褒め言葉の基礎・鉄則
達人の会話術

シチュエーション・状況別の語彙力があってこそ成り立つ会話術

「人を褒める」 −言葉や態度によって他人を賞賛する

褒められたいのが人間

「褒める−褒められる」という行為の必要性や効果に関して今更疑いを持つ人は少ないのではないかと思います。
育児書や児童心理学書、部下育成書などを開けば必ず出くわすのが、『褒めて伸ばす』『叱るな。褒めろ』といった表現とその理由です。
それらは概ね以下の3段論法によって必要性や効果の説明がなされています。

  1. 褒められる事は存在を承認された事を意味する
  2. 自分の存在を有意義なものとして感じられる
  3. 自信を持って物事に取り組める 

それらの書籍によると、
「幾つになっても褒められたい(認められたい)欲求を持つのが人間であり、褒めてくれる人の事を大切な人として認識するのが人間」 としています。

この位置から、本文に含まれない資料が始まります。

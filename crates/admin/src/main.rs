//! Stockroom back office server.
//!
//! Serves the JSON API and the server-rendered pages on one port (3001 by
//! default).
//!
//! # Architecture
//!
//! - Axum web framework
//! - Askama templates for server-side rendering
//! - `PostgreSQL` for all records and sessions
//! - eBay Sell APIs (optional)
//!
//! Migrations are not run on startup; use `sr-cli migrate`.

#![cfg_attr(not(test), forbid(unsafe_code))]

use std::error::Error;

use axum_server::Handle;
use axum_server::tls_rustls::RustlsConfig;
use secrecy::ExposeSecret;
use sentry::integrations::tracing as sentry_tracing;
use tower_http::services::ServeDir;
use tower_http::trace::{DefaultOnResponse, OnResponse, TraceLayer};
use tracing::Span;
use tracing_subscriber::{layer::SubscriberExt, util::SubscriberInitExt};

use stockroom_admin::config::AdminConfig;
use stockroom_admin::middleware::create_session_layer;
use stockroom_admin::state::AppState;
use stockroom_admin::{db, routes};

/// Initialize Sentry error tracking and return guard that must be kept alive.
fn init_sentry(config: &AdminConfig) -> Option<sentry::ClientInitGuard> {
    let dsn = config.sentry_dsn.as_ref()?;

    let guard = sentry::init((
        dsn.as_str(),
        sentry::ClientOptions {
            release: sentry::release_name!(),
            environment: config
                .sentry_environment
                .clone()
                .map(std::borrow::Cow::Owned),
            sample_rate: config.sentry_sample_rate,
            traces_sample_rate: config.sentry_traces_sample_rate,
            attach_stacktrace: true,
            send_default_pii: false,
            ..Default::default()
        },
    ));

    tracing::info!("Sentry initialized");
    Some(guard)
}

/// Filter tracing events to Sentry event types.
fn sentry_event_filter(metadata: &tracing::Metadata<'_>) -> sentry_tracing::EventFilter {
    match *metadata.level() {
        tracing::Level::ERROR | tracing::Level::WARN => sentry_tracing::EventFilter::Event,
        tracing::Level::INFO | tracing::Level::DEBUG => sentry_tracing::EventFilter::Breadcrumb,
        _ => sentry_tracing::EventFilter::Ignore,
    }
}

/// `LOG_FORMAT=json` switches to one JSON object per line.
fn init_tracing() {
    let env_filter = tracing_subscriber::EnvFilter::try_from_default_env()
        .unwrap_or_else(|_| "stockroom_admin=info,tower_http=debug".into());

    let json = std::env::var("LOG_FORMAT").is_ok_and(|v| v.eq_ignore_ascii_case("json"));
    let json_layer = json.then(|| tracing_subscriber::fmt::layer().json().flatten_event(true));
    let text_layer = (!json).then(tracing_subscriber::fmt::layer);

    tracing_subscriber::registry()
        .with(env_filter)
        .with(json_layer)
        .with(text_layer)
        .with(sentry_tracing::layer().event_filter(sentry_event_filter))
        .init();
}

#[tokio::main]
async fn main() -> Result<(), Box<dyn Error>> {
    // Must happen before any TLS use (reqwest, axum-server)
    rustls::crypto::ring::default_provider()
        .install_default()
        .map_err(|_| "failed to install rustls crypto provider")?;

    let config = AdminConfig::from_env()?;

    // Sentry before the subscriber so the tracing layer has a client
    let _sentry_guard = init_sentry(&config);
    init_tracing();

    let pool = db::create_pool(&config.database_url).await?;
    tracing::info!("Database pool created");

    let session_layer = create_session_layer(&pool, &config)?;
    let state = AppState::new(config.clone(), pool)?;
    if state.ebay().is_none() {
        tracing::info!("eBay integration disabled (EBAY_* not set)");
    }

    let app = routes::routes()
        .nest_service("/static", ServeDir::new("crates/admin/static"))
        .layer(session_layer)
        .layer(
            TraceLayer::new_for_http()
                .make_span_with(|request: &axum::http::Request<_>| {
                    tracing::info_span!(
                        "http_request",
                        method = %request.method(),
                        uri = %request.uri().path(),
                        status = tracing::field::Empty,
                        latency_ms = tracing::field::Empty,
                    )
                })
                .on_response(
                    |response: &axum::http::Response<_>,
                     latency: std::time::Duration,
                     span: &Span| {
                        span.record("status", response.status().as_u16());
                        span.record(
                            "latency_ms",
                            u64::try_from(latency.as_millis()).unwrap_or(u64::MAX),
                        );
                        DefaultOnResponse::default().on_response(response, latency, span);
                    },
                ),
        )
        .with_state(state)
        // Sentry layers (outermost for full request coverage)
        .layer(sentry_tower::NewSentryLayer::new_from_top())
        .layer(sentry_tower::SentryHttpLayer::new().enable_transaction());

    let addr = config.socket_addr();

    if let Some(tls_config) = &config.tls {
        let rustls_config = RustlsConfig::from_pem(
            tls_config.cert_pem.as_bytes().to_vec(),
            tls_config.key_pem.expose_secret().as_bytes().to_vec(),
        )
        .await?;

        tracing::info!("back office listening on https://{}", addr);

        let handle = Handle::new();
        let shutdown_handle = handle.clone();
        tokio::spawn(async move {
            shutdown_signal().await;
            shutdown_handle.graceful_shutdown(Some(std::time::Duration::from_secs(30)));
        });

        axum_server::bind_rustls(addr, rustls_config)
            .handle(handle)
            .serve(app.into_make_service())
            .await?;
    } else {
        tracing::info!("back office listening on http://{}", addr);

        let listener = tokio::net::TcpListener::bind(addr).await?;
        axum::serve(listener, app)
            .with_graceful_shutdown(shutdown_signal())
            .await?;
    }

    Ok(())
}

/// Wait for shutdown signal (Ctrl+C or SIGTERM).
async fn shutdown_signal() {
    let ctrl_c = async {
        if let Err(e) = tokio::signal::ctrl_c().await {
            tracing::error!(error = %e, "Failed to listen for Ctrl+C");
            std::future::pending::<()>().await;
        }
    };

    #[cfg(unix)]
    let terminate = async {
        match tokio::signal::unix::signal(tokio::signal::unix::SignalKind::terminate()) {
            Ok(mut signal) => {
                signal.recv().await;
            }
            Err(e) => {
                tracing::error!(error = %e, "Failed to install SIGTERM handler");
                std::future::pending::<()>().await;
            }
        }
    };

    #[cfg(not(unix))]
    let terminate = std::future::pending::<()>();

    tokio::select! {
        () = ctrl_c => {},
        () = terminate => {},
    }

    tracing::info!("Shutdown signal received, starting graceful shutdown");
}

説明や議論や説得、関係構築や関係継続など、会話術を駆使する事の目的やシーンは様々に違いますが、自分に対する良い感情(好意)を抱かせる事が会話術の目的であると極論できます。
好意を抱いてもらえばほとんどの対人関係上の問題が上手く運びます。

ホメ言葉の分類

相手の行為やその結果に対して賞賛の気持ちを表すのが一般的なホメ言葉ですが、広く相手の存在を認める言葉もホメ言葉とされています。

関心・興味
興味を示して相手の事を知ろうとする言葉。相手の存在に注目している事を示す言葉。「いつも元気ですね」「注目しています」
理解・同調
相手の意見や考えが理解できた事を示す。同意の念を示す。「おっしゃる意味が判りました」「同感です」
賞賛
相手の行為に驚きや感動を表す。出した結果の意義の大きさを称える。「すごいです」「貢献してくれましたね」
感謝
ありがとうの気持ちを表す。相手の行為のお礼の気持ちを表す。「本当に助かりました」「感謝感激です」

上から見下ろすホメ言葉

  • 「やりましたね」
  • 「すごいですね」
  • 「感動しました」
  • 「さすがですね」

他人を褒める言葉と言っても様々なものがあり、素直な賞賛の感情を表す上記の言葉も立派なホメ言葉となります。
しかし、他人を褒める行為には大きな危険が潜んでいます。
上記のような「感情の素直な表現」と受け取られるシンプルなものであれば良いのですが、本来褒める行為には目上の者が下の者に与えるご褒美といったニュアンスが含まれています。
また、投げ掛けられたホメ言葉を「賞賛」と受け取るのか、「嫌味」「小バカにされた」「お世辞」と受け取るかは相手次第の問題です。

大人が大人を褒める行為に対してどんな反応を示せばよいのかのひき出しを持ち合わせていない人が多い事も危険な要素として挙げられます。
相手や立場の違いを意識せぬままに「ホメ言葉本」に書いてある言葉を鵜呑みにして使用すると場が凍りつく事態を招きます。

ホメ上手になる鉄則

  • 何でも、誰でもいいから褒めれば良いわけではない
  • 短所を見つけて裏返しに表現すれば長所
  • 声のトーンや表情に実感を込める
  • 結果に至ったプロセスを褒める
  • 具体的な理由を付け足して褒める
  • 間接的に褒める
  • 言葉の裏を疑われ難いタイミング(その場、その瞬間)で褒める

何よりも大切な要素は、他人を素直に認めて賞賛の気持ちを表す事を躊躇しない事とされています。